In Portland, for example, we have PDX Women in Tech. Their organization advocates for women to enter careers in the tech field, offers the ability to post jobs through their website, and helps connect women to jobs in a field that is often male-dominated. There are many other resources for getting job postings to diverse candidates, including hiring groups like Hire <Div>ersity, that can work as strategic partnerships to encourage diverse hiring practices.
More than just getting the word out through many channels, it’s important to make sure to discuss things like unconscious bias with your hiring team. Whether we mean to or not, it can be easy to form opinions about a potential recruit in advance based on things like appearance, age, race, gender, and many other factors. The process of judging a candidate can begin with something as simple as seeing their name before you even have a chance to meet with them. Making sure that any team members meeting with a candidate are aware of unconscious bias can help mitigate some of the damage these stereotypes can cause.
Conversations about the importance of diversity, including making sure that the team is aware of unconscious bias, set an important foundation for ensuring that everyone is on the same page about hiring goals. Transparency around diversity goals helps ensure that the existing team understand the importance (and benefits of) having people from a variety of backgrounds and representations join the company. Making inclusivity a regular part of the conversations, and making sure it is something that can be talked about opening, helps promote the idea of within.

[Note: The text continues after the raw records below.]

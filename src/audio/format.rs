use std::fmt;
use std::str::FromStr;

const DELIMITER: char = '/';

/// A container and codec pair as reported by ffprobe.
#[derive(Clone, Debug, PartialEq)]
pub struct AudioFormat {
    pub container: String,
    pub codec: String,
}

impl AudioFormat {
    pub fn new(container: String, codec: String) -> Self {
        AudioFormat { container, codec }
    }

    /// The MIME essence to store the file under, if the container is
    /// one we serve.
    pub fn mime_type(&self) -> Option<&'static str> {
        match self.container.as_str() {
            "ogg" => Some("audio/ogg"),
            "mp3" => Some("audio/mpeg"),
            "wav" => Some("audio/wav"),
            "flac" => Some("audio/flac"),
            "aac" => Some("audio/aac"),
            "mov" | "mp4" | "m4a" => Some("audio/mp4"),
            "webm" | "matroska" => Some("audio/webm"),
            _ => None,
        }
    }
}

impl fmt::Display for AudioFormat {
    fn fmt(&self, f: &mut fmt::Formatter<'_>) -> fmt::Result {
        write!(f, "{}{}{}", self.container, DELIMITER, self.codec)
    }
}

impl FromStr for AudioFormat {
    type Err = ParseError;

    fn from_str(s: &str) -> Result<Self, Self::Err> {
        let mut parts = s.split(DELIMITER);

        match (parts.next(), parts.next(), parts.next()) {
            (Some(format), Some(codec), None) => {
                Ok(AudioFormat::new(format.to_owned(), codec.to_owned()))
            }
            _ => Err(ParseError),
        }
    }
}

#[derive(Debug, PartialEq)]
pub struct ParseError;

#[cfg(test)]
mod tests {
    use super::*;

    #[test]
    fn formats_parse_and_display() {
        let format: AudioFormat = "ogg/opus".parse().unwrap();

        assert_eq!(format, AudioFormat::new("ogg".to_owned(), "opus".to_owned()));
        assert_eq!(format.to_string(), "ogg/opus");
        assert_eq!("ogg".parse::<AudioFormat>(), Err(ParseError));
        assert_eq!("a/b/c".parse::<AudioFormat>(), Err(ParseError));
    }

    #[test]
    fn known_containers_have_mime_types() {
        let mime = |container: &str| {
            AudioFormat::new(container.to_owned(), "x".to_owned()).mime_type()
        };

        assert_eq!(mime("mp4"), Some("audio/mp4"));
        assert_eq!(mime("ogg"), Some("audio/ogg"));
        assert_eq!(mime("avi"), None);
    }
}
use std::convert::TryFrom;

use serde_json::Value;
use tokio::task;

use logging::{debug, error, o, Logger};

use crate::device::Device;
use crate::environment::Environment;
use crate::errors::BackendError;
use crate::query::{Page, RecordingQuery};
use crate::recording::{
    AudioRecording, FileDescriptor, FilterOutcome, NewAudioRecording, RecordingUpdate,
    RECORDING_SETTABLE_FIELDS, RECORDING_UPDATEABLE_FIELDS,
};
use crate::store;
use crate::tag::{NewTag, Tag};
use crate::user::{Scope, User};
use crate::Id;

/// The audio behind a recording, read back from the blob store.
#[derive(Clone, Debug, PartialEq)]
pub struct FileData {
    pub key: String,
    pub mime_type: String,
    pub bytes: Vec<u8>,
}

/// Queries and lifecycle operations over all recordings.
#[derive(Clone)]
pub struct AudioRecordings {
    env: Environment,
}

impl AudioRecordings {
    pub fn new(env: Environment) -> Self {
        Self { env }
    }

    fn logger_for(&self, id: Id) -> Logger {
        self.env.logger.new(o!("recording" => id))
    }

    /// Creates a recording for `device` from uploader-supplied fields,
    /// attaching `audio` if there is any. If the file can't be attached
    /// the row is removed again.
    pub async fn create(
        &self,
        device: &Device,
        group_id: Option<Id>,
        fields: Value,
        audio: Option<Vec<u8>>,
    ) -> Result<AudioRecording, BackendError> {
        let new_recording: NewAudioRecording = RECORDING_SETTABLE_FIELDS.assign(fields)?;
        new_recording.validate()?;

        if let (Some(declared), Some(audio)) = (new_recording.size, &audio) {
            if usize::try_from(declared).ok() != Some(audio.len()) {
                return Err(BackendError::SizeMismatch {
                    declared,
                    actual: audio.len(),
                });
            }
        }

        let declared_mime_type = new_recording.mime_type.clone();
        let id = self
            .env
            .db
            .insert_recording(device.id, group_id, new_recording)
            .await?;

        let logger = self.logger_for(id);
        debug!(logger, "Created recording"; "device" => device.id);

        if let Some(audio) = audio {
            if let Err(e) = self.attach(id, audio, declared_mime_type).await {
                error!(logger, "Error attaching file, removing recording"; "error" => %e);

                if let Err(e) = self.env.db.delete_recording(id).await {
                    error!(logger, "Error removing recording"; "error" => %e);
                }

                return Err(e);
            }
        }

        self.retrieve(id).await
    }

    /// Applies a correction. Any field outside
    /// [`RECORDING_UPDATEABLE_FIELDS`] fails the whole update.
    pub async fn update(
        &self,
        id: Id,
        user: &User,
        fields: Value,
    ) -> Result<AudioRecording, BackendError> {
        let update: RecordingUpdate = RECORDING_UPDATEABLE_FIELDS.assign(fields)?;
        update.validate()?;

        self.editable(id, user).await?;

        if !update.is_empty() {
            self.env.db.update_recording(id, update).await?;
        }

        self.retrieve(id).await
    }

    /// The recording with its group and tags, if the caller may see it.
    pub async fn get_from_id(
        &self,
        id: Id,
        user: Option<&User>,
    ) -> Result<Option<AudioRecording>, BackendError> {
        let scope = Scope::for_user(user);
        let recording = self.env.db.retrieve_recording(id).await?;

        Ok(recording.filter(|r| scope.includes(r.public, r.group_id)))
    }

    /// Whether `user` may modify a recording they can see. A recording
    /// outside their scope is `NonExistentRecording`.
    pub async fn user_can_edit(&self, id: Id, user: &User) -> Result<bool, BackendError> {
        let recording = self.visible(id, user).await?;

        Ok(user.can_edit(recording.group_id))
    }

    /// One page of the recordings the caller may see, newest first
    /// unless the query says otherwise.
    pub async fn find_all_with_user(
        &self,
        user: Option<&User>,
        query: RecordingQuery,
    ) -> Result<Page<AudioRecording>, BackendError> {
        let limit = query.effective_limit(self.env.config.default_limit);

        debug!(self.env.logger, "Listing recordings"; "query" => ?query, "limit" => limit);

        self.env
            .db
            .find_recordings(Scope::for_user(user), query, limit)
            .await
    }

    pub async fn get_file_data(&self, id: Id, user: Option<&User>) -> Result<FileData, BackendError> {
        let recording = self
            .get_from_id(id, user)
            .await?
            .ok_or(BackendError::NonExistentRecording(id))?;
        let file = recording.file().ok_or(BackendError::NoFileAttached(id))?;

        let bytes = self.env.store.retrieve(&file.key).await.map_err(|e| {
            error!(self.logger_for(id), "Error retrieving file"; "key" => &file.key, "error" => %e);
            e
        })?;

        Ok(FileData {
            key: file.key,
            mime_type: file.mime_type,
            bytes,
        })
    }

    /// Deletes the recording, its tags and its file.
    pub async fn delete_model_instance(&self, id: Id, user: &User) -> Result<(), BackendError> {
        let recording = self.editable(id, user).await?;

        self.env.db.delete_recording(id).await?;

        if let Some(file) = recording.file() {
            self.env.store.delete(&file.key).await?;
        }

        debug!(self.logger_for(id), "Deleted recording");

        Ok(())
    }

    /// Probes `audio`, stores it under a fresh key, and points the
    /// recording at it. Any previous file is removed afterwards.
    pub async fn save_file(&self, id: Id, audio: Vec<u8>) -> Result<FileDescriptor, BackendError> {
        let previous = self.retrieve(id).await?.file();
        let file = self.attach(id, audio, None).await?;

        if let Some(previous) = previous {
            if let Err(e) = self.env.store.delete(&previous.key).await {
                error!(self.logger_for(id), "Error removing replaced file"; "key" => previous.key, "error" => %e);
            }
        }

        Ok(file)
    }

    async fn attach(
        &self,
        id: Id,
        audio: Vec<u8>,
        fallback_mime_type: Option<String>,
    ) -> Result<FileDescriptor, BackendError> {
        let logger = self.logger_for(id);
        let len = audio.len();

        if len > self.env.config.max_file_size {
            return Err(BackendError::FileTooLarge(len));
        }
        let size = i32::try_from(len).map_err(|_| BackendError::FileTooLarge(len))?;

        let prober = self.env.prober.clone();
        let (probe, audio) = task::spawn_blocking(move || ((*prober)(&audio), audio))
            .await
            .map_err(BackendError::BlockingTaskFailed)?;

        // ffprobe can't always name the container, but it must be audio
        let probe = probe?;
        let mime_type = probe
            .mime_type()
            .map(str::to_owned)
            .or(fallback_mime_type)
            .ok_or(BackendError::UnrecognizedAudioFormat)?;

        let key = store::new_key();
        debug!(logger, "Saving file"; "key" => &key, "mime_type" => &mime_type, "size" => size);
        self.env.store.save(&key, mime_type.clone(), audio).await?;

        let file = FileDescriptor {
            key,
            mime_type,
            size,
        };

        if let Err(e) = self
            .env
            .db
            .update_recording_file(id, file.clone(), probe.whole_seconds())
            .await
        {
            error!(logger, "Error recording file, removing it"; "key" => &file.key, "error" => %e);

            if let Err(e) = self.env.store.delete(&file.key).await {
                error!(logger, "Error removing file"; "key" => &file.key, "error" => %e);
            }

            return Err(e);
        }

        Ok(file)
    }

    /// Tags a recording the user can see.
    pub async fn add_tags(
        &self,
        id: Id,
        user: &User,
        tags: Vec<NewTag>,
    ) -> Result<Vec<Tag>, BackendError> {
        for tag in &tags {
            tag.validate()?;
        }

        self.visible(id, user).await?;

        let tags = self.env.db.insert_tags(id, Some(user.id), tags).await?;
        debug!(self.logger_for(id), "Added tags"; "count" => tags.len());

        Ok(tags)
    }

    /// Removes tags from a recording the user can edit and returns how
    /// many were removed.
    pub async fn delete_tags(&self, id: Id, user: &User, tag_ids: Vec<Id>) -> Result<u64, BackendError> {
        self.editable(id, user).await?;

        self.env.db.delete_tags(id, tag_ids).await
    }

    pub async fn record_filter_outcome(
        &self,
        id: Id,
        outcome: FilterOutcome,
    ) -> Result<(), BackendError> {
        debug!(self.logger_for(id), "Recording filter outcome"; "passed" => ?outcome.passed);

        self.env.db.update_filter_outcome(id, outcome).await
    }

    async fn visible(&self, id: Id, user: &User) -> Result<AudioRecording, BackendError> {
        self.get_from_id(id, Some(user))
            .await?
            .ok_or(BackendError::NonExistentRecording(id))
    }

    async fn editable(&self, id: Id, user: &User) -> Result<AudioRecording, BackendError> {
        let recording = self.visible(id, user).await?;

        if user.can_edit(recording.group_id) {
            Ok(recording)
        } else {
            Err(BackendError::Forbidden(id))
        }
    }

    async fn retrieve(&self, id: Id) -> Result<AudioRecording, BackendError> {
        self.env
            .db
            .retrieve_recording(id)
            .await?
            .ok_or(BackendError::NonExistentRecording(id))
    }
}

Finally, one of the most important things a company can do to make sure that they are walking the walk of inclusivity and diversity is this: make your company a safe place for people from many backgrounds to be valued and to grow.
Improving the Workplace
There are lots of ways to create a safe place for employees. Create clear and open communication channels, and encourage people to use them (because, once again, transparency is important). Managers should work to make sure that employees have a voice in their work and in the decision making around it. Empowered employees feel a sense of ownership in their work and in the company itself. Allow for flexible schedules so that people from many different backgrounds have the freedom arrange their schedules around their beliefs and their needs, whether those are cultural, medical, or otherwise. Give staff time to get to know one another outside of their work, whether that’s team lunches, happy hours, off-site meetings, or team building activities, and be sensitive to whether or not everyone will be able to participate in those activities. Be mindful, patient, and open to conversations around diversity.
Hiring a diverse team isn’t as simple as putting a line in an employee handbook stating that inclusion is a company value. It takes work, and it’s not something that happens overnight. Luckily, it’s work that creates so much value in terms of the ideas that can be brought to the table, the perspectives that might otherwise get missed, and the great pleasure of getting to know people who have lived lives different from your own.